Zhang Juan, Ataei Lamisa, Mittal Kirti, Wu Liang, Caldwell Lauren, Huynh Linh, Sarajideen Shahil, Tse Kevin, Simon Marie-Michelle, Mazid Md Abdul, Cook David P, Trcka Daniel, Kwan Tony, Hoffman Michael M, Wrana Jeffrey L, Esteban Miguel A, Ramalho-Santos Miguel
Lunenfeld-Tanenbaum Research Institute and Department of Molecular Genetics, University of Toronto, Toronto, ON M5T 3H7, Canada.
Lunenfeld-Tanenbaum Research Institute and Department of Molecular Genetics, University of Toronto, Toronto, ON M5T 3H7, Canada.
Dev Cell. 2025 Jan 20;60(2):186-203.e13. doi: 10.1016/j.devcel.2024.09.024. Epub 2024 Oct 15.
The mechanisms that ensure developmental progression in the early human embryo remain largely unknown. Here, we show that the family of long interspersed nuclear element 1 (LINE1) transposons prevents the reversion of naive human embryonic stem cells (hESCs) to 8-cell-like cells (8CLCs). LINE1 RNA contributes to maintenance of H3K27me3 levels, particularly at chromosome 19 (Chr19). Chr19 is enriched for key 8C regulators, H3K27me3, and genes derepressed upon LINE1 knockdown or PRC2 inhibition. Moreover, Chr19 is strongly associated with the nucleolus in hESCs but less in 8CLCs. Direct inhibition of PRC2 activity induces the 8C program and leads to a relocalization of Chr19 away from the nucleolus. LINE1 KD or PRC2 inhibition induces nucleolar stress, and disruption of nucleolar architecture is sufficient to de-repress the 8C program. These results indicate that LINE1 RNA and PRC2 maintain H3K27me3-mediated gene repression and 3D nuclear organization to prevent developmental reversion of hESCs.
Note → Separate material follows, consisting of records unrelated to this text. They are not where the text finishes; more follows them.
use ratatui::style::{Color, Modifier, Style};

use crate::app::StatusKind;

// Color palette
pub const PRIMARY: Color = Color::Rgb(64, 128, 192);
pub const SECONDARY: Color = Color::Rgb(96, 160, 96);
pub const ACCENT: Color = Color::Rgb(192, 160, 64);
pub const ERROR: Color = Color::Rgb(192, 64, 64);
pub const MUTED: Color = Color::Rgb(128, 128, 128);
pub const HIGHLIGHT: Color = Color::Rgb(48, 48, 64);

// Styles
pub fn title_style() -> Style {
    Style::default().fg(PRIMARY).add_modifier(Modifier::BOLD)
}

pub fn selected_style() -> Style {
    Style::default()
        .bg(HIGHLIGHT)
        .add_modifier(Modifier::BOLD)
}

pub fn list_item_style() -> Style {
    Style::default().fg(Color::White)
}

pub fn muted_style() -> Style {
    Style::default().fg(MUTED)
}

pub fn highlight_style() -> Style {
    Style::default().fg(ACCENT)
}

pub fn success_style() -> Style {
    Style::default().fg(SECONDARY)
}

pub fn error_style() -> Style {
    Style::default().fg(ERROR)
}

pub fn page_style(selected: bool) -> Style {
    if selected {
        Style::default()
            .fg(PRIMARY)
            .add_modifier(Modifier::BOLD)
    } else {
        Style::default().fg(Color::White)
    }
}

pub fn border_style(focused: bool) -> Style {
    if focused {
        Style::default().fg(PRIMARY)
    } else {
        Style::default().fg(MUTED)
    }
}

pub fn status_bar_style() -> Style {
    Style::default().bg(Color::Rgb(32, 32, 40)).fg(Color::White)
}

pub fn help_key_style() -> Style {
    Style::default()
        .fg(ACCENT)
        .add_modifier(Modifier::BOLD)
}

pub fn help_desc_style() -> Style {
    Style::default().fg(Color::White)
}

/// Avatar badge beside chat messages and in the sidebar
pub fn avatar_style(is_user: bool) -> Style {
    let bg = if is_user { PRIMARY } else { SECONDARY };
    Style::default()
        .bg(bg)
        .fg(Color::White)
        .add_modifier(Modifier::BOLD)
}

/// Button rendering: focused, enabled, or greyed out while disabled
pub fn button_style(focused: bool, enabled: bool) -> Style {
    match (enabled, focused) {
        (false, _) => muted_style(),
        (true, true) => selected_style().fg(PRIMARY),
        (true, false) => list_item_style(),
    }
}

pub fn status_style(kind: StatusKind) -> Style {
    match kind {
        StatusKind::Info => muted_style(),
        StatusKind::Success => success_style(),
        StatusKind::Error => error_style(),
    }
}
确保人类早期胚胎发育进程的机制在很大程度上仍不为人知。在此,我们表明长散在核元件1(LINE1)转座子家族可防止人幼稚胚胎干细胞(hESCs)逆转为8细胞样细胞(8CLCs)。LINE1 RNA有助于维持H3K27me3水平,尤其是在19号染色体(Chr19)上。Chr19富含关键的8细胞期调控因子、H3K27me3以及在LINE1基因敲低或PRC2抑制后去抑制的基因。此外,Chr19在hESCs中与核仁紧密相关,但在8CLCs中相关性较弱。直接抑制PRC2活性可诱导8细胞期程序,并导致Chr19从核仁重新定位。LINE1基因敲低或PRC2抑制会诱导核仁应激,而核仁结构的破坏足以去抑制8细胞期程序。这些结果表明,LINE1 RNA和PRC2维持H3K27me3介导的基因抑制和三维核组织,以防止hESCs发生发育逆转。